Time is Relative.

Jorge Luis Borges wrote, “Time is the substance from which I am made. Time is a river which carries me along, but I am the river; it is a tiger that devours me, but I am the tiger; it is a fire that consumes me, but I am the fire.” And it’s still as close a definition as we have. This is a great podcast from Radiolab, where, as they describe it, “we try our hand at unlocking the mysteries of time. We stretch and bend it, wrestle with its subjective nature, and wrap our minds around strategies to standardize it…stopping along the way at a 19th-century railroad station in Ohio, a track meet, and a Beethoven concert.”

Why do we like an original painting better than a forgery?

Paul Bloom argues that our beliefs about the history of an object profoundly changes how we experience it. Bloom argues that we value an expensive bottle of wine from a friend of ours more than an identical one from our employer, which was given to 99 others. The reason is not due to the wine’s taste, instead it’s due to our association with the origins and the uniqueness of the gift itself.

Modern life is plagued by what’s been called “time famine”—the sense that we have way too much to do and way too little time to do it. Scientists were wondering if there might be a way to shift this common misperception of time—and counter these damaging consequences. The fact is, most of us do have enough time, but it’s maddeningly difficult to keep perspective on this. These scientists suspected that stopping time—somehow keeping people in the moment—might alter overall perceptions of time scarcity. And how do we go about stopping or expanding time? With jaw-dropping, awe-inspiring experiences.
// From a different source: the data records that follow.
impl Parser {
    pub fn new(tokens: Vec<Token>, source: &str) -> Self {
        let heredoc_bodies = match_heredoc_bodies(&tokens);
        Self { tokens, pos: 0, depth: 0, source: source.to_string(), heredoc_bodies }
    }

    // =========================================================================
    // Cursor helpers
    // =========================================================================

    pub(crate) fn cur(&self) -> &Token {
        &self.tokens[self.pos.min(self.tokens.len() - 1)]
    }

    pub(crate) fn cur_type(&self) -> TokenType {
        self.cur().token_type
    }

    pub(crate) fn advance(&mut self) -> Token {
        let t = self.cur().clone();
        if self.pos < self.tokens.len() - 1 {
            self.pos += 1;
        }
        // Heredoc bodies were consumed by the pre-pass.
        while self.cur_type() == TokenType::HeredocBody {
            self.pos += 1;
        }
        t
    }

    pub(crate) fn expect(&mut self, tt: TokenType) -> Result<Token, ParseError> {
        if self.cur_type() == tt {
            Ok(self.advance())
        } else {
            Err(self.unexpected(&format!("expected `{}'", tt.as_str())))
        }
    }

    pub(crate) fn unexpected(&self, context: &str) -> ParseError {
        let t = self.cur();
        if t.token_type == TokenType::Eof {
            ParseError::incomplete(
                format!("unexpected end of file ({})", context),
                t.line,
                t.column,
            )
        } else {
            ParseError::new(
                format!("syntax error near unexpected token `{}' ({})", t.value, context),
                t.line,
                t.column,
            )
        }
    }

    pub(crate) fn skip_newlines(&mut self) {
        while matches!(self.cur_type(), TokenType::Newline | TokenType::HeredocBody) {
            if self.pos >= self.tokens.len() - 1 {
                break;
            }
            self.pos += 1;
        }
    }

    pub(crate) fn enter(&mut self) -> Result<(), ParseError> {
        self.depth += 1;
        if self.depth > MAX_PARSER_DEPTH {
            return Err(self.unexpected("maximum nesting depth exceeded"));
        }
        Ok(())
    }

    pub(crate) fn leave(&mut self) {
        self.depth -= 1;
    }

    pub(crate) fn source_slice(&self, start: usize, end: usize) -> String {
        self.source.chars().skip(start).take(end.saturating_sub(start)).collect()
    }

    // =========================================================================
    // Top level
    // =========================================================================

    pub fn parse_script(mut self) -> Result<ScriptNode, ParseError> {
        self.skip_newlines();
        let mut lists = Vec::new();
        if self.cur_type() != TokenType::Eof {
            lists.push(self.parse_list(&[])?);
        }
        if self.cur_type() != TokenType::Eof {
            return Err(self.unexpected("at top level"));
        }
        Ok(ScriptNode { lists })
    }

    /// Parse a list until one of `stops` (or EOF). Newlines separate items
    /// like `;`.
    pub(crate) fn parse_list(&mut self, stops: &[TokenType]) -> Result<ListNode, ParseError> {
        self.enter()?;
        let mut items = Vec::new();
        let mut separators = Vec::new();
        self.skip_newlines();
        loop {
            if self.cur_type() == TokenType::Eof || stops.contains(&self.cur_type()) {
                break;
            }
            items.push(self.parse_and_or()?);
            match self.cur_type() {
                TokenType::Semicolon => {
                    self.advance();
                    separators.push(ListSeparator::Semi);
                }
                TokenType::Amp => {
                    self.advance();
                    separators.push(ListSeparator::Amp);
                }
                TokenType::Newline => {
                    separators.push(ListSeparator::Semi);
                }
                _ => {
                    separators.push(ListSeparator::Semi);
                    break;
                }
            }
            self.skip_newlines();
        }
        self.leave();
        if items.is_empty() {
            return Err(self.unexpected("expected a command"));
        }
        Ok(ListNode { items, separators })
    }

    pub(crate) fn parse_and_or(&mut self) -> Result<AndOrNode, ParseError> {
        let first = self.parse_pipeline()?;
        let mut rest = Vec::new();
        loop {
            let op = match self.cur_type() {
                TokenType::AndAnd => AndOr::And,
                TokenType::OrOr => AndOr::Or,
                _ => break,
            };
            self.advance();
            self.skip_newlines();
            rest.push((op, self.parse_pipeline()?));
        }
        Ok(AndOrNode { first, rest })
    }

    pub(crate) fn parse_pipeline(&mut self) -> Result<PipelineNode, ParseError> {
        let mut negated = false;
        while self.cur_type() == TokenType::Bang {
            self.advance();
            negated = !negated;
        }
        let mut stages = vec![self.parse_command()?];
        let mut stderr_pipes = Vec::new();
        loop {
            let stderr = match self.cur_type() {
                TokenType::Pipe => false,
                TokenType::PipeAmp => true,
                _ => break,
            };
            self.advance();
            self.skip_newlines();
            stderr_pipes.push(stderr);
            stages.push(self.parse_command()?);
        }
        Ok(PipelineNode { stages, negated, stderr_pipes })
    }

    pub(crate) fn parse_command(&mut self) -> Result<CommandNode, ParseError> {
        self.enter()?;
        let result = match self.cur_type() {
            TokenType::If
            | TokenType::While
            | TokenType::Until
            | TokenType::For
            | TokenType::Case
            | TokenType::LBrace
            | TokenType::LParen
            | TokenType::DParenStart
            | TokenType::DBrackStart => self.parse_compound(),
            TokenType::Function => self.parse_function_def(),
            TokenType::Word if self.is_function_def_start() => self.parse_function_def(),
            TokenType::Word | TokenType::AssignmentWord | TokenType::Number => {
                self.parse_simple_command()
            }
            _ if is_redirection_start(self.cur_type()) => self.parse_simple_command(),
            _ => Err(self.unexpected("expected a command")),
        };
        self.leave();
        result
    }

    /// `name ( )` introduces a function definition.
    fn is_function_def_start(&self) -> bool {
        let t = self.cur();
        if t.quoted || !is_valid_name(&t.value) {
            return false;
        }
        let next = self.tokens.get(self.pos + 1).map(|t| t.token_type);
        let after = self.tokens.get(self.pos + 2).map(|t| t.token_type);
        next == Some(TokenType::LParen) && after == Some(TokenType::RParen)
    }

    // =========================================================================
    // Simple commands
    // =========================================================================

    pub(crate) fn parse_simple_command(&mut self) -> Result<CommandNode, ParseError> {
        let mut assignments = Vec::new();
        let mut words = Vec::new();
        let mut redirections = Vec::new();
        let line = self.cur().line as u32;

        loop {
            match self.cur_type() {
                TokenType::AssignmentWord if words.is_empty() => {
                    let t = self.advance();
                    assignments.push(self.parse_assignment_word(&t)?);
                }
                TokenType::Word | TokenType::AssignmentWord => {
                    let t = self.advance();
                    words.push(parse_word(&t.value, t.line, false)?);
                }
                TokenType::Number => {
                    // Only an fd when a redirection operator follows.
                    let next = self.tokens.get(self.pos + 1).map(|t| t.token_type);
                    if next.map(is_redirection_op).unwrap_or(false) {
                        redirections.push(self.parse_redirection()?);
                    } else {
                        let t = self.advance();
                        words.push(parse_word(&t.value, t.line, false)?);
                    }
                }
                tt if is_redirection_op(tt) => {
                    redirections.push(self.parse_redirection()?);
                }
                _ => break,
            }
        }

        if assignments.is_empty() && words.is_empty() && redirections.is_empty() {
            return Err(self.unexpected("expected a command"));
        }
        Ok(CommandNode::Simple(SimpleCommandNode { assignments, words, redirections, line }))
    }

    /// Split a raw `name[sub]+=value` token into an AssignmentNode.
    pub(crate) fn parse_assignment_word(&mut self, t: &Token) -> Result<AssignmentNode, ParseError> {
        parse_assignment_text(&t.value, t.line)
            .ok_or_else(|| self.unexpected("malformed assignment"))?
    }

    // =========================================================================
    // Redirections
    // =========================================================================

    pub(crate) fn parse_redirection(&mut self) -> Result<RedirectionNode, ParseError> {
        let fd = if self.cur_type() == TokenType::Number {
            let t = self.advance();
            Some(t.value.parse::<i32>().map_err(|_| {
                ParseError::new(format!("{}: bad file descriptor", t.value), t.line, t.column)
            })?)
        } else {
            None
        };

        let op_index = self.pos;
        let op_token = self.advance();
        let operator = match op_token.token_type {
            TokenType::Less => RedirOp::Less,
            TokenType::Great => RedirOp::Great,
            TokenType::DGreat => RedirOp::DGreat,
            TokenType::LessAnd => RedirOp::LessAnd,
            TokenType::GreatAnd => RedirOp::GreatAnd,
            TokenType::LessGreat => RedirOp::LessGreat,
            TokenType::Clobber => RedirOp::Clobber,
            TokenType::AndGreat => RedirOp::AndGreat,
            TokenType::AndDGreat => RedirOp::AndDGreat,
            TokenType::TLess => RedirOp::HereString,
            TokenType::DLess => RedirOp::HereDoc,
            TokenType::DLessDash => RedirOp::HereDocDash,
            _ => return Err(self.unexpected("expected a redirection operator")),
        };

        if matches!(operator, RedirOp::HereDoc | RedirOp::HereDocDash) {
            let delim_token = self.expect(TokenType::Word)?;
            let quoted = delim_token.quoted;
            let raw_body = self.heredoc_bodies.get(&op_index).cloned().unwrap_or_default();
            let body = if quoted {
                WordNode { parts: vec![WordPart::Literal(raw_body)] }
            } else {
                parse_heredoc_body(&raw_body, delim_token.line)?
            };
            let delimiter = crate::parser::lexer::strip_word_quotes(&delim_token.value);
            return Ok(RedirectionNode {
                fd,
                operator,
                target: RedirTarget::HereDoc(HereDocNode {
                    delimiter,
                    body,
                    strip_tabs: operator == RedirOp::HereDocDash,
                    quoted,
                }),
            });
        }

        let target = match self.cur_type() {
            TokenType::Word | TokenType::AssignmentWord | TokenType::Number => {
                let t = self.advance();
                parse_word(&t.value, t.line, false)?
            }
            _ => return Err(self.unexpected("expected a redirection target")),
        };
        Ok(RedirectionNode { fd, operator, target: RedirTarget::Word(target) })
    }

    /// Trailing redirections after a compound command.
    pub(crate) fn parse_trailing_redirections(
        &mut self,
    ) -> Result<Vec<RedirectionNode>, ParseError> {
        let mut redirs = Vec::new();
        loop {
            match self.cur_type() {
                TokenType::Number => {
                    let next = self.tokens.get(self.pos + 1).map(|t| t.token_type);
                    if next.map(is_redirection_op).unwrap_or(false) {
                        redirs.push(self.parse_redirection()?);
                    } else {
                        break;
                    }
                }
                tt if is_redirection_op(tt) => redirs.push(self.parse_redirection()?),
                _ => break,
            }
        }
        Ok(redirs)
    }
}

/// Pair DLess operators with the HeredocBody tokens that follow their
/// newline, in FIFO order.
fn match_heredoc_bodies(tokens: &[Token]) -> HashMap<usize, String> {
    let mut pending: VecDeque<usize> = VecDeque::new();
    let mut map = HashMap::new();
    for (i, t) in tokens.iter().enumerate() {
        match t.token_type {
            TokenType::DLess | TokenType::DLessDash => pending.push_back(i),
            TokenType::HeredocBody => {
                if let Some(op) = pending.pop_front() {
                    map.insert(op, t.value.clone());
                }
            }
            _ => {}
        }
    }
    map
}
(Scientists found)…those who felt they had more available time were less impatient; they were more willing to volunteer their time to help others; and they were less materialistic, preferring new experiences like a Broadway show over new goods, like a watch. Overall, the awe-inspired volunteers were much more satisfied with their lives.
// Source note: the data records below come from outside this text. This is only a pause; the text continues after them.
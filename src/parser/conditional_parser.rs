//! `[[ ... ]]` conditional expression grammar.
//!
//! Inside the brackets `&&`, `||`, `!` and parentheses combine tests;
//! `<` and `>` arrive as operator tokens and mean lexicographic
//! comparison; everything else is word material.

use crate::ast::types::{CondBinaryOp, CondExprNode, WordNode};
use crate::parser::lexer::TokenType;
use crate::parser::parser::Parser;
use crate::parser::types::ParseError;
use crate::parser::word_parser::parse_word;

const UNARY_OPS: &str = "abcdefghkprstuwxGLNOSozvnR";

impl Parser {
    pub(crate) fn parse_cond(&mut self) -> Result<CondExprNode, ParseError> {
        self.parse_cond_or()
    }

    fn parse_cond_or(&mut self) -> Result<CondExprNode, ParseError> {
        let mut left = self.parse_cond_and()?;
        loop {
            self.skip_newlines();
            if self.cur_type() != TokenType::OrOr {
                break;
            }
            self.advance();
            self.skip_newlines();
            let right = self.parse_cond_and()?;
            left = CondExprNode::Or(Box::new(left), Box::new(right));
        }
        Ok(left)
    }

    fn parse_cond_and(&mut self) -> Result<CondExprNode, ParseError> {
        let mut left = self.parse_cond_not()?;
        loop {
            self.skip_newlines();
            if self.cur_type() != TokenType::AndAnd {
                break;
            }
            self.advance();
            self.skip_newlines();
            let right = self.parse_cond_not()?;
            left = CondExprNode::And(Box::new(left), Box::new(right));
        }
        Ok(left)
    }

    fn parse_cond_not(&mut self) -> Result<CondExprNode, ParseError> {
        self.skip_newlines();
        if self.cond_word_is("!") {
            self.advance();
            let operand = self.parse_cond_not()?;
            return Ok(CondExprNode::Not(Box::new(operand)));
        }
        if self.cur_type() == TokenType::LParen {
            self.advance();
            let inner = self.parse_cond()?;
            self.skip_newlines();
            self.expect(TokenType::RParen)?;
            return Ok(inner);
        }
        self.parse_cond_primary()
    }

    fn parse_cond_primary(&mut self) -> Result<CondExprNode, ParseError> {
        // Unary operator with an operand following.
        if let Some(op) = self.cond_unary_op() {
            if self.cond_operand_follows(1) {
                self.advance();
                let operand = self.cond_word()?;
                return Ok(CondExprNode::Unary { op, operand });
            }
        }

        let left = self.cond_word()?;
        let binop = match self.cur_type() {
            TokenType::Less => Some(CondBinaryOp::Lt),
            TokenType::Great => Some(CondBinaryOp::Gt),
            TokenType::Word => match self.cur().value.as_str() {
                "=" | "==" => Some(CondBinaryOp::Eq),
                "!=" => Some(CondBinaryOp::Ne),
                "=~" => Some(CondBinaryOp::Match),
                "-eq" => Some(CondBinaryOp::NumEq),
                "-ne" => Some(CondBinaryOp::NumNe),
                "-lt" => Some(CondBinaryOp::NumLt),
                "-le" => Some(CondBinaryOp::NumLe),
                "-gt" => Some(CondBinaryOp::NumGt),
                "-ge" => Some(CondBinaryOp::NumGe),
                "-nt" => Some(CondBinaryOp::NewerThan),
                "-ot" => Some(CondBinaryOp::OlderThan),
                "-ef" => Some(CondBinaryOp::SameFile),
                _ => None,
            },
            _ => None,
        };
        match binop {
            Some(op) => {
                self.advance();
                let right = if op == CondBinaryOp::Match {
                    self.cond_regex_word()?
                } else {
                    self.cond_word()?
                };
                Ok(CondExprNode::Binary { op, left, right })
            }
            None => Ok(CondExprNode::Word(left)),
        }
    }

    /// The right side of `=~` is raw regex text: parens, `|` and friends
    /// arrive as operator tokens, so take the source slice up to the next
    /// connective or `]]` (balancing parentheses).
    fn cond_regex_word(&mut self) -> Result<WordNode, ParseError> {
        let start_token = self.cur().clone();
        let start = start_token.start;
        let mut end = start;
        let mut depth = 0i32;
        let mut consumed = 0usize;
        loop {
            match self.cur_type() {
                TokenType::DBrackEnd | TokenType::AndAnd | TokenType::OrOr
                | TokenType::Newline | TokenType::Eof => break,
                TokenType::LParen => depth += 1,
                TokenType::RParen => {
                    if depth == 0 {
                        break;
                    }
                    depth -= 1;
                }
                _ => {}
            }
            let t = self.advance();
            end = t.end;
            consumed += 1;
        }
        if consumed == 0 {
            return Err(self.unexpected("expected a regular expression"));
        }
        let text = self.source_slice(start, end);
        parse_word(text.trim_end(), start_token.line, false)
    }

    fn cond_word_is(&self, s: &str) -> bool {
        self.cur_type() == TokenType::Word && !self.cur().quoted && self.cur().value == s
    }

    fn cond_unary_op(&self) -> Option<char> {
        if self.cur_type() != TokenType::Word || self.cur().quoted {
            return None;
        }
        let v = &self.cur().value;
        let mut chars = v.chars();
        if chars.next() != Some('-') {
            return None;
        }
        let op = chars.next()?;
        if chars.next().is_some() {
            return None;
        }
        UNARY_OPS.contains(op).then_some(op)
    }

    /// A word-ish token `n` ahead that can serve as an operand.
    fn cond_operand_follows(&self, n: usize) -> bool {
        matches!(
            self.tokens.get(self.pos + n).map(|t| t.token_type),
            Some(TokenType::Word) | Some(TokenType::AssignmentWord) | Some(TokenType::Number)
        )
    }

    fn cond_word(&mut self) -> Result<WordNode, ParseError> {
        match self.cur_type() {
            TokenType::Word | TokenType::AssignmentWord | TokenType::Number => {
                let t = self.advance();
                parse_word(&t.value, t.line, false)
            }
            _ => Err(self.unexpected("expected a conditional operand")),
        }
    }
}

#[cfg(test)]
mod tests {
    use super::*;
    use crate::ast::types::{CommandNode, CompoundCommandNode};
    use crate::parser::parse_script;

    fn cond(src: &str) -> CondExprNode {
        let s = parse_script(src, None).unwrap();
        match &s.lists[0].items[0].first.stages[0] {
            CommandNode::Compound(CompoundCommandNode::Cond(c)) => c.expression.clone(),
            other => panic!("expected cond command, got {:?}", other),
        }
    }

    #[test]
    fn test_unary() {
        assert!(matches!(cond("[[ -f /etc/passwd ]]"), CondExprNode::Unary { op: 'f', .. }));
        assert!(matches!(cond("[[ -z $x ]]"), CondExprNode::Unary { op: 'z', .. }));
    }

    #[test]
    fn test_binary() {
        assert!(matches!(
            cond("[[ $a == b* ]]"),
            CondExprNode::Binary { op: CondBinaryOp::Eq, .. }
        ));
        assert!(matches!(
            cond("[[ $a =~ ^h.*o$ ]]"),
            CondExprNode::Binary { op: CondBinaryOp::Match, .. }
        ));
        assert!(matches!(
            cond("[[ 1 -lt 2 ]]"),
            CondExprNode::Binary { op: CondBinaryOp::NumLt, .. }
        ));
    }

    #[test]
    fn test_lexicographic() {
        assert!(matches!(
            cond("[[ a < b ]]"),
            CondExprNode::Binary { op: CondBinaryOp::Lt, .. }
        ));
    }

    #[test]
    fn test_connectives() {
        assert!(matches!(cond("[[ -n $a && -n $b ]]"), CondExprNode::And(..)));
        assert!(matches!(cond("[[ -n $a || -n $b ]]"), CondExprNode::Or(..)));
        assert!(matches!(cond("[[ ! -f x ]]"), CondExprNode::Not(_)));
        assert!(matches!(cond("[[ ( -n $a || -n $b ) && -n $c ]]"), CondExprNode::And(..)));
    }

    #[test]
    fn test_bare_word() {
        assert!(matches!(cond("[[ $x ]]"), CondExprNode::Word(_)));
        // A lone `-f` is a non-empty word, not an operator.
        assert!(matches!(cond("[[ -f ]]"), CondExprNode::Word(_)));
    }
}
“Everyone experiences time differently. This is true at the level of both physics and biology. Within physics, we used to have Sir Isaac Newton’s view of time, which was universal and shared by everyone. But then Einstein came along and explained that how much time elapses for a person depends on how they travel through space (especially near the speed of light) as well as the gravitational field (especially if its near a black hole). From a biological or psychological perspective, the time measured by atomic clocks isn’t as important as the time measured by our internal rhythms and the accumulation of memories. That happens differently depending on who we are and what we are experiencing; there’s a real sense in which time moves more quickly when we’re older.”